One of the primary reason for doing this pre-sale, according to Paul, is to get a sense of the levels of liquidity and market interest in the SOV
“TRMI is really another way of doing an [initial coin offering] but in a more responsible and methodical manner. That’s really the TRMI. You have to look at how to establish liquidity. When you do TRMI, you’re looking at the appetite for the product and how it’s going to [behave] in the markets.”
This is a doubly important concern for government officials in the Marshall Islands given that the launch leaves no room for failure.
“For us, it’s really the reputation and integrity of a country on the line.

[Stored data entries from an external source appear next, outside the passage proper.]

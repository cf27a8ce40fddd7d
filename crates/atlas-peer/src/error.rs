//! Error types for the peer layer.

use thiserror::Error;

/// Errors from peer operations.
#[derive(Debug, Error)]
pub enum PeerError {
    /// The underlying fetch engine failed.
    #[error("Engine error: {0}")]
    Engine(#[from] atlas_engine::EngineError),

    /// The peer has already been destroyed.
    #[error("Peer already destroyed")]
    Destroyed,
}

/// Result type alias for peer operations.
pub type PeerResult<T> = std::result::Result<T, PeerError>;
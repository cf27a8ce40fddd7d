//! Resource loading seam.
//!
//! The engine resolves effective URLs through a [`ResourceLoader`]. The
//! in-repo loader handles `asset://` URLs rooted at the configured asset
//! directory; network schemes are intentionally unsupported here and arrive
//! through a host-supplied loader implementation.

use std::fs;
use std::path::{Component, Path, PathBuf};

use bytes::Bytes;
use tracing::trace;

use atlas_bridge::ResourceKind;

use crate::error::{LoadError, LoadResult};

/// URL scheme served from the asset root.
pub const ASSET_SCHEME: &str = "asset://";

/// Resolves one effective URL to resource bytes.
///
/// Implementations are called from multiple fetch worker threads
/// concurrently.
pub trait ResourceLoader: Send + Sync {
    /// Load the resource at `url`.
    fn load(&self, kind: ResourceKind, url: &str) -> LoadResult<Bytes>;
}

/// Loader for `asset://` URLs, rooted at a static asset directory.
#[derive(Debug, Clone)]
pub struct AssetLoader {
    root: PathBuf,
}

impl AssetLoader {
    /// Create a loader rooted at `root`.
    pub fn new(root: impl Into<PathBuf>) -> Self {
        Self { root: root.into() }
    }

    /// The asset root directory.
    pub fn root(&self) -> &Path {
        &self.root
    }

    /// Resolve an asset URL to a path under the root.
    ///
    /// Rejects absolute paths and `..` components so a rewritten URL cannot
    /// read outside the asset directory.
    fn resolve(&self, url: &str) -> LoadResult<PathBuf> {
        let Some(relative) = url.strip_prefix(ASSET_SCHEME) else {
            return Err(LoadError::UnsupportedScheme {
                url: url.to_owned(),
            });
        };

        let relative = Path::new(relative);
        let escapes = relative.is_absolute()
            || relative
                .components()
                .any(|component| matches!(component, Component::ParentDir));
        if escapes {
            return Err(LoadError::OutsideAssetRoot {
                url: url.to_owned(),
            });
        }

        Ok(self.root.join(relative))
    }
}

impl ResourceLoader for AssetLoader {
    fn load(&self, kind: ResourceKind, url: &str) -> LoadResult<Bytes> {
        let path = self.resolve(url)?;
        trace!(kind = %kind, url, path = %path.display(), "Loading asset");

        match fs::read(&path) {
            Ok(bytes) => Ok(Bytes::from(bytes)),
            Err(source) if source.kind() == std::io::ErrorKind::NotFound => {
                Err(LoadError::NotFound {
                    url: url.to_owned(),
                })
            }
            Err(source) => Err(LoadError::Io {
                url: url.to_owned(),
                source,
            }),
        }
    }
}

We’ve got one shot at this,” said Paul.
Apart from gauging market interest, Paul and his team at the non-profit SOV Development Foundation are also focused on addressing regulatory concerns surrounding the SOV raised by other countries and international organizations.
Last September, the International Monetary Fund (IMF) advised against the SOV project saying that the introduction of a cryptocurrency as legal tender in the country could “increase macroeconomic and financial integrity risks.”
Even the U.S. Treasury had told the RMI government “point-blank,” according to Paul, that it didn’t like the SOV. However, following nearly a year of internal discussions, Paul affirmed that U.S. officials are saying this project could work.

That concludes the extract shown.